**Task goal:** All lines in the entries below that hold "ByEntity" make up the answer.

..........

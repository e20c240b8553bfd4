//! Word-level matching weighted by evidence content.
//!
//! Names are split into content words. Each word carries an evidence
//! content `ec(w) = ln(N / freq(w)) / ln(N)`, where `N` is the number of
//! named entities in both knowledge bases and `freq(w)` the number of those
//! entities using the word, so rare words count for more than common ones.
//! Word sets are compared with an EC-weighted Jaccard index.

use std::collections::{BTreeSet, HashMap};

use serde::{Deserialize, Serialize};

use crate::alignment::Alignment;
use crate::context::MatchContext;
use crate::entity::{EntityId, EntityType};
use crate::ontology::Ontology;
use crate::similarity::words;

use super::{Candidates, Scorer, SupportsExtend, SupportsRematch, admissible};

/// How name-level and entity-level word similarity are combined.
#[derive(Debug, Clone, Copy, PartialEq, Eq, Hash, Serialize, Deserialize, Default)]
#[serde(rename_all = "snake_case")]
pub enum WordStrategy {
    /// All words of all names of each entity as one bag.
    ByEntity,
    /// Best single name pair.
    ByName,
    #[default]
    Average,
    Maximum,
    Minimum,
}

/// EC-weighted word overlap.
#[derive(Debug, Clone)]
pub struct WordMatcher {
    strategy: WordStrategy,
    language: Option<String>,
    entity_words: HashMap<EntityId, BTreeSet<String>>,
    ec: HashMap<String, f64>,
    by_word: HashMap<String, BTreeSet<EntityId>>,
}

fn name_words<'a>(onto: &'a Ontology, id: EntityId, language: Option<&'a str>) -> BTreeSet<String> {
    onto.lexicon()
        .entries_in(id, language)
        .flat_map(|e| words(&e.name))
        .map(str::to_string)
        .collect()
}

impl WordMatcher {
    /// Index the words of every entity in both knowledge bases.
    pub fn new(ctx: &MatchContext, strategy: WordStrategy) -> Self {
        let language = ctx.config().language.clone();
        let lang = language.as_deref();
        let mut entity_words = HashMap::new();
        let mut freq: HashMap<String, usize> = HashMap::new();
        let mut by_word: HashMap<String, BTreeSet<EntityId>> = HashMap::new();

        for (onto, is_target) in [(ctx.source(), false), (ctx.target(), true)] {
            for id in onto.entity_ids() {
                let ws = name_words(onto, id, lang);
                if ws.is_empty() {
                    continue;
                }
                for w in &ws {
                    *freq.entry(w.clone()).or_insert(0) += 1;
                    if is_target {
                        by_word.entry(w.clone()).or_default().insert(id);
                    }
                }
                entity_words.insert(id, ws);
            }
        }

        let n = entity_words.len() as f64;
        let ec = freq
            .into_iter()
            .map(|(w, f)| {
                let weight = if n <= 1.0 {
                    1.0
                } else {
                    (n / f as f64).ln() / n.ln()
                };
                (w, weight)
            })
            .collect();

        Self {
            strategy,
            language,
            entity_words,
            ec,
            by_word,
        }
    }

    pub fn strategy(&self) -> WordStrategy {
        self.strategy
    }

    /// Evidence content of a word, 0 for words never seen.
    pub fn evidence(&self, word: &str) -> f64 {
        self.ec.get(word).copied().unwrap_or(0.0)
    }

    fn jaccard<'a>(
        &self,
        a: impl IntoIterator<Item = &'a str>,
        b: impl IntoIterator<Item = &'a str>,
    ) -> f64 {
        let a: BTreeSet<&str> = a.into_iter().collect();
        let b: BTreeSet<&str> = b.into_iter().collect();
        let shared: f64 = a.intersection(&b).map(|w| self.evidence(w)).sum();
        let total: f64 = a.union(&b).map(|w| self.evidence(w)).sum();
        if total > 0.0 { shared / total } else { 0.0 }
    }

    fn by_entity(&self, source: EntityId, target: EntityId) -> f64 {
        match (self.entity_words.get(&source), self.entity_words.get(&target)) {
            (Some(a), Some(b)) => {
                self.jaccard(a.iter().map(String::as_str), b.iter().map(String::as_str))
            }
            _ => 0.0,
        }
    }

    fn by_name(&self, ctx: &MatchContext, source: EntityId, target: EntityId) -> f64 {
        let language = self.language.as_deref();
        let source_lex = ctx.source().lexicon();
        let target_lex = ctx.target().lexicon();
        let mut best: f64 = 0.0;
        for a in source_lex.entries_in(source, language) {
            let wa = source_lex.corrected_weight(source, &a.name);
            for b in target_lex.entries_in(target, language) {
                let wb = target_lex.corrected_weight(target, &b.name);
                let sim = self.jaccard(words(&a.name), words(&b.name));
                best = best.max(sim * wa * wb);
            }
        }
        best
    }

    fn join(&self, ctx: &MatchContext, kind: EntityType, base: Option<&Alignment>) -> Candidates {
        let mut out = Candidates::new();
        for s in ctx.source().entities_of(kind) {
            if base.is_some_and(|a| a.contains_source(s)) {
                continue;
            }
            let Some(ws) = self.entity_words.get(&s) else {
                continue;
            };
            for w in ws {
                for &t in self.by_word.get(w).into_iter().flatten() {
                    if ctx.target().type_of(t) != Some(kind) || !admissible(ctx, s, t) {
                        continue;
                    }
                    if base.is_some_and(|a| a.contains_target(t)) {
                        continue;
                    }
                    out.insert(s, t);
                }
            }
        }
        out
    }
}

impl Scorer for WordMatcher {
    fn score(&self, ctx: &MatchContext, source: EntityId, target: EntityId) -> f64 {
        match self.strategy {
            WordStrategy::ByEntity => self.by_entity(source, target),
            WordStrategy::ByName => self.by_name(ctx, source, target),
            WordStrategy::Average => {
                (self.by_entity(source, target) + self.by_name(ctx, source, target)) / 2.0
            }
            WordStrategy::Maximum => self
                .by_entity(source, target)
                .max(self.by_name(ctx, source, target)),
            WordStrategy::Minimum => self
                .by_entity(source, target)
                .min(self.by_name(ctx, source, target)),
        }
    }

    fn name(&self) -> &str {
        "word"
    }

    fn candidates(&self, ctx: &MatchContext, kind: EntityType) -> Candidates {
        self.join(ctx, kind, None)
    }
}

impl SupportsExtend for WordMatcher {
    fn extension_candidates(
        &self,
        ctx: &MatchContext,
        kind: EntityType,
        base: &Alignment,
    ) -> Candidates {
        self.join(ctx, kind, Some(base))
    }
}

impl SupportsRematch for WordMatcher {}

..........

**Solution to this exercise:**
    ByEntity,
            WordStrategy::ByEntity => self.by_entity(source, target),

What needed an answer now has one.